Problem to solve: Copy out, exactly, the first line of the entries below and every line after it through the one containing "pub status: &'static".

### Information given ###

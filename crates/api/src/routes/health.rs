use axum::{routing::get, Json, Router};
use serde::Serialize;

use crate::state::AppState;

/// Health check response payload.
#[derive(Serialize)]
pub struct HealthResponse {
    /// Overall service status.
    pub status: &'static str,
    /// Crate version from Cargo.toml.
    pub version: &'static str,
}

/// GET /health -- returns service liveness.
///
/// Does not call the upstream API: the upstream is rate-limited and a
/// probe storm must not consume quota.
async fn health_check() -> Json<HealthResponse> {
    Json(HealthResponse {
        status: "ok",
        version: env!("CARGO_PKG_VERSION"),
    })
}

/// Mount health check routes.
pub fn router() -> Router<AppState> {
    Router::new().route("/health", get(health_check))
}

###

Response area:
filename crates/api/src/routes/health.rs
use axum::{routing::get, Json, Router};
use serde::Serialize;

use crate::state::AppState;

/// Health check response payload.
#[derive(Serialize)]
pub struct HealthResponse {
    /// Overall service status.
    pub status: &'static str,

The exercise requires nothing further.